:: WORK TO COMPLETE ::
All of the data below should be output exactly as given.

:: RECORDED DATA ::
═══
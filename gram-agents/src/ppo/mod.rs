pub mod hooks;
pub mod losses;
pub mod lr_schedule;

use crate::policy::{PolicyInput, TrainablePolicy};
use gram_core::{GramError, Result, storage::RolloutStorage};
use hooks::{EmptyPpoHooks, HookResult, PpoHooks, process_hook_result};
use losses::{LossCoefficients, PpoLosses, compute_losses};
use lr_schedule::LrSchedule;
use serde::{Deserialize, Serialize};

#[derive(Debug, Clone, PartialEq, Serialize, Deserialize)]
#[serde(default)]
pub struct PpoConfig {
    pub num_learning_epochs: usize,
    pub num_mini_batches: usize,
    pub gamma: f32,
    pub lambda: f32,
    pub normalize_advantages: bool,
    pub coefficients: LossCoefficients,
    pub lr_schedule: LrSchedule,
}

impl Default for PpoConfig {
    fn default() -> Self {
        Self {
            num_learning_epochs: 5,
            num_mini_batches: 4,
            gamma: 0.99,
            lambda: 0.95,
            normalize_advantages: true,
            coefficients: LossCoefficients::default(),
            lr_schedule: LrSchedule::default(),
        }
    }
}

impl PpoConfig {
    pub fn validate(&self) -> Result<()> {
        if self.num_learning_epochs == 0 || self.num_mini_batches == 0 {
            return Err(GramError::Config(
                "ppo needs at least one epoch and one mini-batch".to_owned(),
            ));
        }
        if !(0. ..=1.).contains(&self.gamma) || !(0. ..=1.).contains(&self.lambda) {
            return Err(GramError::Config(format!(
                "gamma and lambda must lie in [0, 1], got {} and {}",
                self.gamma, self.lambda
            )));
        }
        if !(self.coefficients.clip_param > 0.) {
            return Err(GramError::Config("clip_param must be positive".to_owned()));
        }
        self.lr_schedule.validate()
    }
}

/// Running means over the mini-batches of one update.
#[derive(Debug, Clone, Default, PartialEq)]
pub struct UpdateStats {
    pub surrogate_loss: f32,
    pub value_loss: f32,
    pub entropy: f32,
    pub adaptation_loss: Option<f32>,
    pub consistency_loss: Option<f32>,
    pub kl: f32,
    pub learning_rate: f64,
    pub num_batches: usize,
}

impl UpdateStats {
    fn record(&mut self, losses: &PpoLosses, kl: f32) -> Result<()> {
        let n = self.num_batches as f32;
        let running = |mean: f32, value: f32| (mean * n + value) / (n + 1.);
        self.surrogate_loss = running(self.surrogate_loss, losses.surrogate.to_scalar::<f32>()?);
        self.value_loss = running(self.value_loss, losses.value.to_scalar::<f32>()?);
        self.entropy = running(self.entropy, losses.entropy.to_scalar::<f32>()?);
        if let Some(adaptation) = &losses.adaptation {
            let value = adaptation.to_scalar::<f32>()?;
            self.adaptation_loss = Some(running(self.adaptation_loss.unwrap_or(0.), value));
        }
        if let Some(consistency) = &losses.consistency {
            let value = consistency.to_scalar::<f32>()?;
            self.consistency_loss = Some(running(self.consistency_loss.unwrap_or(0.), value));
        }
        self.kl = running(self.kl, kl);
        self.num_batches += 1;
        Ok(())
    }
}

/// Clipped PPO over a full rollout, generic over the policy being optimized.
pub struct Ppo {
    pub config: PpoConfig,
    pub hooks: Box<dyn PpoHooks>,
}

impl Ppo {
    pub fn new(config: PpoConfig) -> Self {
        Self {
            config,
            hooks: Box::new(EmptyPpoHooks),
        }
    }

    pub fn with_hooks(mut self, hooks: impl PpoHooks + 'static) -> Self {
        self.hooks = Box::new(hooks);
        self
    }

    /// Computes returns and advantages in place, bootstrapping with `last_values`.
    pub fn prepare(&self, storage: &mut RolloutStorage, last_values: &[f32]) -> Result<()> {
        storage.compute_returns_and_advantages(last_values, self.config.gamma, self.config.lambda)?;
        if self.config.normalize_advantages {
            storage.normalize_advantages()?;
        }
        Ok(())
    }

    /// Losses of the current policy on one mini-batch. Both the actor-critic and the adversary
    /// go through here.
    pub fn batch_losses<P: TrainablePolicy>(
        &self,
        policy: &P,
        batch: &gram_core::storage::MiniBatch,
    ) -> Result<PpoLosses> {
        let evaluation = policy.evaluate(&PolicyInput::from(batch), &batch.actions)?;
        compute_losses(&self.config.coefficients, &evaluation, batch)
    }

    /// Runs `num_learning_epochs x num_mini_batches` optimizer steps on a storage whose returns
    /// were computed by [`Ppo::prepare`], then applies the learning rate schedule.
    ///
    /// A non-finite KL or loss aborts the update before the offending step is applied.
    pub fn update<P: TrainablePolicy>(
        &mut self,
        policy: &mut P,
        storage: &RolloutStorage,
    ) -> Result<UpdateStats> {
        let mut stats = UpdateStats {
            learning_rate: policy.learning_rate(),
            ..Default::default()
        };
        process_hook_result!(self.hooks.before_learning_hook(storage), stats);
        let batches = storage.mini_batch_generator(
            self.config.num_mini_batches,
            self.config.num_learning_epochs,
        )?;
        for batch in batches {
            let batch = batch?;
            let losses = self.batch_losses(policy, &batch)?;
            let kl = losses.kl.to_scalar::<f32>()?;
            if !kl.is_finite() {
                return Err(GramError::NumericalInstability(format!(
                    "non-finite kl divergence ({kl}) after {} mini-batches",
                    stats.num_batches
                )));
            }
            let total = losses.total.to_scalar::<f32>()?;
            if !total.is_finite() {
                return Err(GramError::NumericalInstability(format!(
                    "non-finite loss ({total}) after {} mini-batches",
                    stats.num_batches
                )));
            }
            policy.update(&losses.total)?;
            stats.record(&losses, kl)?;
            match self.hooks.batch_hook(&losses, kl)? {
                HookResult::Continue => {}
                HookResult::Break => break,
            }
        }
        let learning_rate = self
            .config
            .lr_schedule
            .next_lr(policy.learning_rate(), stats.kl);
        policy.set_learning_rate(learning_rate);
        stats.learning_rate = learning_rate;
        Ok(stats)
    }
}
pub mod gae;
pub mod mini_batching;
pub mod rollout_storage;

pub use gae::compute_gae;
pub use mini_batching::{MiniBatch, MiniBatchGenerator};
pub use rollout_storage::{RolloutStorage, Transition};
═══
:: ANSWER TO THE EXERCISE ::
filename gram-agents/src/ppo/mod.rs
pub mod hooks;
pub mod losses;
pub mod lr_schedule;

use crate::policy::{PolicyInput, TrainablePolicy};
use gram_core::{GramError, Result, storage::RolloutStorage};
use hooks::{EmptyPpoHooks, HookResult, PpoHooks, process_hook_result};
use losses::{LossCoefficients, PpoLosses, compute_losses};
use lr_schedule::LrSchedule;
use serde::{Deserialize, Serialize};

#[derive(Debug, Clone, PartialEq, Serialize, Deserialize)]
#[serde(default)]
pub struct PpoConfig {
    pub num_learning_epochs: usize,
    pub num_mini_batches: usize,
    pub gamma: f32,
    pub lambda: f32,
    pub normalize_advantages: bool,
    pub coefficients: LossCoefficients,
    pub lr_schedule: LrSchedule,
}

impl Default for PpoConfig {
    fn default() -> Self {
        Self {
            num_learning_epochs: 5,
            num_mini_batches: 4,
            gamma: 0.99,
            lambda: 0.95,
            normalize_advantages: true,
            coefficients: LossCoefficients::default(),
            lr_schedule: LrSchedule::default(),
        }
    }
}

impl PpoConfig {
    pub fn validate(&self) -> Result<()> {
        if self.num_learning_epochs == 0 || self.num_mini_batches == 0 {
            return Err(GramError::Config(
                "ppo needs at least one epoch and one mini-batch".to_owned(),
            ));
        }
        if !(0. ..=1.).contains(&self.gamma) || !(0. ..=1.).contains(&self.lambda) {
            return Err(GramError::Config(format!(
                "gamma and lambda must lie in [0, 1], got {} and {}",
                self.gamma, self.lambda
            )));
        }
        if !(self.coefficients.clip_param > 0.) {
            return Err(GramError::Config("clip_param must be positive".to_owned()));
        }
        self.lr_schedule.validate()
    }
}

/// Running means over the mini-batches of one update.
#[derive(Debug, Clone, Default, PartialEq)]
pub struct UpdateStats {
    pub surrogate_loss: f32,
    pub value_loss: f32,
    pub entropy: f32,
    pub adaptation_loss: Option<f32>,
    pub consistency_loss: Option<f32>,
    pub kl: f32,
    pub learning_rate: f64,
    pub num_batches: usize,
}

impl UpdateStats {
    fn record(&mut self, losses: &PpoLosses, kl: f32) -> Result<()> {
        let n = self.num_batches as f32;
        let running = |mean: f32, value: f32| (mean * n + value) / (n + 1.);
        self.surrogate_loss = running(self.surrogate_loss, losses.surrogate.to_scalar::<f32>()?);
        self.value_loss = running(self.value_loss, losses.value.to_scalar::<f32>()?);
        self.entropy = running(self.entropy, losses.entropy.to_scalar::<f32>()?);
        if let Some(adaptation) = &losses.adaptation {
            let value = adaptation.to_scalar::<f32>()?;
            self.adaptation_loss = Some(running(self.adaptation_loss.unwrap_or(0.), value));
        }
        if let Some(consistency) = &losses.consistency {
            let value = consistency.to_scalar::<f32>()?;
            self.consistency_loss = Some(running(self.consistency_loss.unwrap_or(0.), value));
        }
        self.kl = running(self.kl, kl);
        self.num_batches += 1;
        Ok(())
    }
}

/// Clipped PPO over a full rollout, generic over the policy being optimized.
pub struct Ppo {
    pub config: PpoConfig,
    pub hooks: Box<dyn PpoHooks>,
}

impl Ppo {
    pub fn new(config: PpoConfig) -> Self {
        Self {
            config,
            hooks: Box::new(EmptyPpoHooks),
        }
    }

    pub fn with_hooks(mut self, hooks: impl PpoHooks + 'static) -> Self {
        self.hooks = Box::new(hooks);
        self
    }

    /// Computes returns and advantages in place, bootstrapping with `last_values`.
    pub fn prepare(&self, storage: &mut RolloutStorage, last_values: &[f32]) -> Result<()> {
        storage.compute_returns_and_advantages(last_values, self.config.gamma, self.config.lambda)?;
        if self.config.normalize_advantages {
            storage.normalize_advantages()?;
        }
        Ok(())
    }

    /// Losses of the current policy on one mini-batch. Both the actor-critic and the adversary
    /// go through here.
    pub fn batch_losses<P: TrainablePolicy>(
        &self,
        policy: &P,
        batch: &gram_core::storage::MiniBatch,
    ) -> Result<PpoLosses> {
        let evaluation = policy.evaluate(&PolicyInput::from(batch), &batch.actions)?;
        compute_losses(&self.config.coefficients, &evaluation, batch)
    }

    /// Runs `num_learning_epochs x num_mini_batches` optimizer steps on a storage whose returns
    /// were computed by [`Ppo::prepare`], then applies the learning rate schedule.
    ///
    /// A non-finite KL or loss aborts the update before the offending step is applied.
    pub fn update<P: TrainablePolicy>(
        &mut self,
        policy: &mut P,
        storage: &RolloutStorage,
    ) -> Result<UpdateStats> {
        let mut stats = UpdateStats {
            learning_rate: policy.learning_rate(),
            ..Default::default()
        };
        process_hook_result!(self.hooks.before_learning_hook(storage), stats);
        let batches = storage.mini_batch_generator(
            self.config.num_mini_batches,
            self.config.num_learning_epochs,
        )?;
        for batch in batches {
            let batch = batch?;
            let losses = self.batch_losses(policy, &batch)?;
            let kl = losses.kl.to_scalar::<f32>()?;
            if !kl.is_finite() {
                return Err(GramError::NumericalInstability(format!(
                    "non-finite kl divergence ({kl}) after {} mini-batches",
                    stats.num_batches
                )));
            }
            let total = losses.total.to_scalar::<f32>()?;
            if !total.is_finite() {
                return Err(GramError::NumericalInstability(format!(
                    "non-finite loss ({total}) after {} mini-batches",
                    stats.num_batches
                )));
            }
            policy.update(&losses.total)?;
            stats.record(&losses, kl)?;
            match self.hooks.batch_hook(&losses, kl)? {
                HookResult::Continue => {}
                HookResult::Break => break,
            }
        }
        let learning_rate = self
            .config
            .lr_schedule
            .next_lr(policy.learning_rate(), stats.kl);
        policy.set_learning_rate(learning_rate);
        stats.learning_rate = learning_rate;
        Ok(stats)
    }
}
pub mod gae;
pub mod mini_batching;
pub mod rollout_storage;

pub use gae::compute_gae;
pub use mini_batching::{MiniBatch, MiniBatchGenerator};
pub use rollout_storage::{RolloutStorage, Transition};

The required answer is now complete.